» Records:
====================
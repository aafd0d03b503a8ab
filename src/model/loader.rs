use std::path::Path;
use std::sync::Arc;

use crate::config::ModelConfig;
use crate::error::LoadError;
use crate::model::{linear::LinearModel, onnx::OnnxClassifier, LoadedModel, RiskModel};

/// Names the ONNX Runtime environment. Sessions fall back to the default
/// environment when this fails, so the outcome is only logged.
pub fn init_ort() {
    if let Err(e) = ort::init().with_name("heartrisk").commit() {
        tracing::warn!(error = %e, "could not configure ONNX Runtime environment");
    }
}

/// Loads the artifact at `config.path`, picking the backend from the file
/// extension (`.onnx` or `.json`).
pub fn load_model(config: &ModelConfig) -> Result<LoadedModel, LoadError> {
    let path = Path::new(&config.path);
    if !path.exists() {
        return Err(LoadError::ModelNotFound(path.display().to_string()));
    }

    let extension = path
        .extension()
        .and_then(|ext| ext.to_str())
        .map(str::to_ascii_lowercase);

    let model: Arc<dyn RiskModel> = match extension.as_deref() {
        Some("onnx") => {
            init_ort();
            Arc::new(OnnxClassifier::load(path, config.intra_threads)?)
        }
        Some("json") => {
            let content = std::fs::read_to_string(path)?;
            Arc::new(LinearModel::from_json(&content)?)
        }
        _ => return Err(LoadError::UnsupportedFormat(path.display().to_string())),
    };

    let loaded = LoadedModel::new(model);
    tracing::info!(
        path = %path.display(),
        kind = loaded.kind(),
        probability = loaded.has_probability(),
        "model loaded"
    );
    Ok(loaded)
}
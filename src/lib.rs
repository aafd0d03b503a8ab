pub mod config;
pub mod error;
pub mod features;
pub mod inference;
pub mod model;
pub mod server;
pub mod telemetry;


// Re-export common types
pub use error::{InferenceError, LoadError, PredictionError, ValidationError};
pub use features::{FeatureVector, FEATURES};
pub use model::{LoadedModel, RiskModel};
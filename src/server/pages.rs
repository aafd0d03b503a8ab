//! Server-rendered HTML for the three user-facing pages.

use std::fmt::Write;

use crate::features::{FeatureSpec, EDUCATION_NOTE, FEATURES};
use crate::server::types::ResultView;

pub fn escape(text: &str) -> String {
    let mut out = String::with_capacity(text.len());
    for c in text.chars() {
        match c {
            '&' => out.push_str("&amp;"),
            '<' => out.push_str("&lt;"),
            '>' => out.push_str("&gt;"),
            '"' => out.push_str("&quot;"),
            '\'' => out.push_str("&#x27;"),
            _ => out.push(c),
        }
    }
    out
}

fn layout(title: &str, body: &str) -> String {
    format!(
        r#"<!DOCTYPE html>
<html lang="en">
<head>
<meta charset="utf-8">
<meta name="viewport" content="width=device-width, initial-scale=1">
<title>{title}</title>
</head>
<body>
<nav><a href="/">Home</a> | <a href="/predict">Predict</a></nav>
<main>
{body}
</main>
</body>
</html>
"#,
        title = escape(title),
        body = body,
    )
}

pub fn index_page() -> String {
    let mut body = String::from("<h1>Heart Disease Risk Prediction</h1>\n");
    body.push_str("<p>The model uses the following inputs:</p>\n<table class=\"features\">\n");
    body.push_str("<tr><th>Feature</th><th>Description</th></tr>\n");
    for feature in FEATURES.iter() {
        let _ = writeln!(
            body,
            "<tr class=\"feature\"><td>{}</td><td>{}</td></tr>",
            escape(feature.name),
            escape(feature.description)
        );
    }
    body.push_str("</table>\n");
    let _ = writeln!(body, "<p class=\"note\">{}</p>", escape(EDUCATION_NOTE));
    body.push_str("<p><a href=\"/predict\">Make a prediction</a></p>\n");
    layout("Heart Disease Risk", &body)
}

fn input_control(feature: &FeatureSpec) -> String {
    let mut attrs = String::new();
    if let Some(min) = feature.min {
        let _ = write!(attrs, " min=\"{}\"", escape(min));
    }
    if let Some(max) = feature.max {
        let _ = write!(attrs, " max=\"{}\"", escape(max));
    }
    if let Some(step) = feature.step {
        let _ = write!(attrs, " step=\"{}\"", escape(step));
    }
    format!(
        "<p><label for=\"{name}\">{label}</label>\n<input type=\"number\" id=\"{name}\" name=\"{name}\"{attrs} required></p>",
        name = escape(feature.name),
        label = escape(feature.label),
        attrs = attrs,
    )
}

pub fn predict_page() -> String {
    let mut body = String::from("<h1>Enter Patient Data</h1>\n");
    body.push_str("<form method=\"post\" action=\"/result\">\n");
    for feature in FEATURES.iter() {
        body.push_str(&input_control(feature));
        body.push('\n');
    }
    body.push_str("<button type=\"submit\">Predict</button>\n</form>\n");
    layout("Predict Heart Disease Risk", &body)
}

pub fn result_page(view: &ResultView) -> String {
    let mut body = String::from("<h1>Prediction Result</h1>\n");
    match (&view.error, view.prediction, &view.label, &view.probability) {
        (Some(error), ..) => {
            let _ = writeln!(body, "<p class=\"error\">⚠️ {}</p>", escape(error));
        }
        (None, Some(prediction), Some(label), Some(probability)) => {
            let _ = writeln!(
                body,
                "<p class=\"label\">Result: <strong>{}</strong></p>",
                escape(label)
            );
            let _ = writeln!(body, "<p class=\"prediction\">Prediction: {}</p>", prediction);
            let _ = writeln!(
                body,
                "<p class=\"probability\">Probability of heart disease: {}</p>",
                escape(probability)
            );
        }
        _ => body.push_str("<p class=\"error\">⚠️ No result available</p>\n"),
    }
    body.push_str("<p><a href=\"/predict\">Try again</a></p>\n");
    layout("Prediction Result", &body)
}

#[cfg(test)]
mod tests {
    use super::*;

    #[test]
    fn test_escape() {
        assert_eq!(
            escape("<b>\"x\" & 'y'</b>"),
            "&lt;b&gt;&quot;x&quot; &amp; &#x27;y&#x27;&lt;/b&gt;"
        );
        assert_eq!(escape("kg/m²"), "kg/m²");
    }

    #[test]
    fn test_index_lists_every_feature() {
        let html = index_page();
        assert_eq!(html.matches("<tr class=\"feature\">").count(), 14);
        assert!(html.contains("<td>glucose</td><td>Glucose (mg/dL)</td>"));
        assert!(html.contains("education"));
    }

    #[test]
    fn test_predict_form_hints() {
        let html = predict_page();
        assert_eq!(html.matches("<input type=\"number\"").count(), 14);
        assert!(html.contains("name=\"male\" min=\"0\" max=\"1\" required"));
        assert!(html.contains("name=\"age\" min=\"0\" required"));
        assert!(html.contains("name=\"BMI\" step=\"0.1\" required"));
        assert!(html.contains("action=\"/result\""));
    }

    #[test]
    fn test_result_page_success() {
        let view = ResultView {
            prediction: Some(1),
            label: Some("High Risk".to_string()),
            probability: Some("71.20%".to_string()),
            error: None,
        };
        let html = result_page(&view);
        assert!(html.contains("<strong>High Risk</strong>"));
        assert!(html.contains("Prediction: 1"));
        assert!(html.contains("71.20%"));
        assert!(!html.contains("class=\"error\""));
    }

    #[test]
    fn test_result_page_error_is_escaped() {
        let view = ResultView {
            prediction: None,
            label: None,
            probability: None,
            error: Some("could not convert '<script>' to a number".to_string()),
        };
        let html = result_page(&view);
        assert!(html.contains("&lt;script&gt;"));
        assert!(!html.contains("<script>"));
        assert!(!html.contains("class=\"label\""));
    }
}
====================
» The problem:
Repeat the data exactly, with every line included.

» Answer space:
repository aafd0d03b503a8ab
filename src/model/loader.rs
use std::path::Path;
use std::sync::Arc;

use crate::config::ModelConfig;
use crate::error::LoadError;
use crate::model::{linear::LinearModel, onnx::OnnxClassifier, LoadedModel, RiskModel};

/// Names the ONNX Runtime environment. Sessions fall back to the default
/// environment when this fails, so the outcome is only logged.
pub fn init_ort() {
    if let Err(e) = ort::init().with_name("heartrisk").commit() {
        tracing::warn!(error = %e, "could not configure ONNX Runtime environment");
    }
}

/// Loads the artifact at `config.path`, picking the backend from the file
/// extension (`.onnx` or `.json`).
pub fn load_model(config: &ModelConfig) -> Result<LoadedModel, LoadError> {
    let path = Path::new(&config.path);
    if !path.exists() {
        return Err(LoadError::ModelNotFound(path.display().to_string()));
    }

    let extension = path
        .extension()
        .and_then(|ext| ext.to_str())
        .map(str::to_ascii_lowercase);

    let model: Arc<dyn RiskModel> = match extension.as_deref() {
        Some("onnx") => {
            init_ort();
            Arc::new(OnnxClassifier::load(path, config.intra_threads)?)
        }
        Some("json") => {
            let content = std::fs::read_to_string(path)?;
            Arc::new(LinearModel::from_json(&content)?)
        }
        _ => return Err(LoadError::UnsupportedFormat(path.display().to_string())),
    };

    let loaded = LoadedModel::new(model);
    tracing::info!(
        path = %path.display(),
        kind = loaded.kind(),
        probability = loaded.has_probability(),
        "model loaded"
    );
    Ok(loaded)
}
filename src/lib.rs
repository aafd0d03b503a8ab
pub mod config;
pub mod error;
pub mod features;
pub mod inference;
pub mod model;
pub mod server;
pub mod telemetry;


// Re-export common types
pub use error::{InferenceError, LoadError, PredictionError, ValidationError};
pub use features::{FeatureVector, FEATURES};
pub use model::{LoadedModel, RiskModel};
filename src/server/pages.rs
repository aafd0d03b503a8ab
//! Server-rendered HTML for the three user-facing pages.

use std::fmt::Write;

use crate::features::{FeatureSpec, EDUCATION_NOTE, FEATURES};
use crate::server::types::ResultView;

pub fn escape(text: &str) -> String {
    let mut out = String::with_capacity(text.len());
    for c in text.chars() {
        match c {
            '&' => out.push_str("&amp;"),
            '<' => out.push_str("&lt;"),
            '>' => out.push_str("&gt;"),
            '"' => out.push_str("&quot;"),
            '\'' => out.push_str("&#x27;"),
            _ => out.push(c),
        }
    }
    out
}

fn layout(title: &str, body: &str) -> String {
    format!(
        r#"<!DOCTYPE html>
<html lang="en">
<head>
<meta charset="utf-8">
<meta name="viewport" content="width=device-width, initial-scale=1">
<title>{title}</title>
</head>
<body>
<nav><a href="/">Home</a> | <a href="/predict">Predict</a></nav>
<main>
{body}
</main>
</body>
</html>
"#,
        title = escape(title),
        body = body,
    )
}

pub fn index_page() -> String {
    let mut body = String::from("<h1>Heart Disease Risk Prediction</h1>\n");
    body.push_str("<p>The model uses the following inputs:</p>\n<table class=\"features\">\n");
    body.push_str("<tr><th>Feature</th><th>Description</th></tr>\n");
    for feature in FEATURES.iter() {
        let _ = writeln!(
            body,
            "<tr class=\"feature\"><td>{}</td><td>{}</td></tr>",
            escape(feature.name),
            escape(feature.description)
        );
    }
    body.push_str("</table>\n");
    let _ = writeln!(body, "<p class=\"note\">{}</p>", escape(EDUCATION_NOTE));
    body.push_str("<p><a href=\"/predict\">Make a prediction</a></p>\n");
    layout("Heart Disease Risk", &body)
}

fn input_control(feature: &FeatureSpec) -> String {
    let mut attrs = String::new();
    if let Some(min) = feature.min {
        let _ = write!(attrs, " min=\"{}\"", escape(min));
    }
    if let Some(max) = feature.max {
        let _ = write!(attrs, " max=\"{}\"", escape(max));
    }
    if let Some(step) = feature.step {
        let _ = write!(attrs, " step=\"{}\"", escape(step));
    }
    format!(
        "<p><label for=\"{name}\">{label}</label>\n<input type=\"number\" id=\"{name}\" name=\"{name}\"{attrs} required></p>",
        name = escape(feature.name),
        label = escape(feature.label),
        attrs = attrs,
    )
}

pub fn predict_page() -> String {
    let mut body = String::from("<h1>Enter Patient Data</h1>\n");
    body.push_str("<form method=\"post\" action=\"/result\">\n");
    for feature in FEATURES.iter() {
        body.push_str(&input_control(feature));
        body.push('\n');
    }
    body.push_str("<button type=\"submit\">Predict</button>\n</form>\n");
    layout("Predict Heart Disease Risk", &body)
}

pub fn result_page(view: &ResultView) -> String {
    let mut body = String::from("<h1>Prediction Result</h1>\n");
    match (&view.error, view.prediction, &view.label, &view.probability) {
        (Some(error), ..) => {
            let _ = writeln!(body, "<p class=\"error\">⚠️ {}</p>", escape(error));
        }
        (None, Some(prediction), Some(label), Some(probability)) => {
            let _ = writeln!(
                body,
                "<p class=\"label\">Result: <strong>{}</strong></p>",
                escape(label)
            );
            let _ = writeln!(body, "<p class=\"prediction\">Prediction: {}</p>", prediction);
            let _ = writeln!(
                body,
                "<p class=\"probability\">Probability of heart disease: {}</p>",
                escape(probability)
            );
        }
        _ => body.push_str("<p class=\"error\">⚠️ No result available</p>\n"),
    }
    body.push_str("<p><a href=\"/predict\">Try again</a></p>\n");
    layout("Prediction Result", &body)
}

#[cfg(test)]
mod tests {
    use super::*;

    #[test]
    fn test_escape() {
        assert_eq!(
            escape("<b>\"x\" & 'y'</b>"),
            "&lt;b&gt;&quot;x&quot; &amp; &#x27;y&#x27;&lt;/b&gt;"
        );
        assert_eq!(escape("kg/m²"), "kg/m²");
    }

    #[test]
    fn test_index_lists_every_feature() {
        let html = index_page();
        assert_eq!(html.matches("<tr class=\"feature\">").count(), 14);
        assert!(html.contains("<td>glucose</td><td>Glucose (mg/dL)</td>"));
        assert!(html.contains("education"));
    }

    #[test]
    fn test_predict_form_hints() {
        let html = predict_page();
        assert_eq!(html.matches("<input type=\"number\"").count(), 14);
        assert!(html.contains("name=\"male\" min=\"0\" max=\"1\" required"));
        assert!(html.contains("name=\"age\" min=\"0\" required"));
        assert!(html.contains("name=\"BMI\" step=\"0.1\" required"));
        assert!(html.contains("action=\"/result\""));
    }

    #[test]
    fn test_result_page_success() {
        let view = ResultView {
            prediction: Some(1),
            label: Some("High Risk".to_string()),
            probability: Some("71.20%".to_string()),
            error: None,
        };
        let html = result_page(&view);
        assert!(html.contains("<strong>High Risk</strong>"));
        assert!(html.contains("Prediction: 1"));
        assert!(html.contains("71.20%"));
        assert!(!html.contains("class=\"error\""));
    }

    #[test]
    fn test_result_page_error_is_escaped() {
        let view = ResultView {
            prediction: None,
            label: None,
            probability: None,
            error: Some("could not convert '<script>' to a number".to_string()),
        };
        let html = result_page(&view);
        assert!(html.contains("&lt;script&gt;"));
        assert!(!html.contains("<script>"));
        assert!(!html.contains("class=\"label\""));
    }
}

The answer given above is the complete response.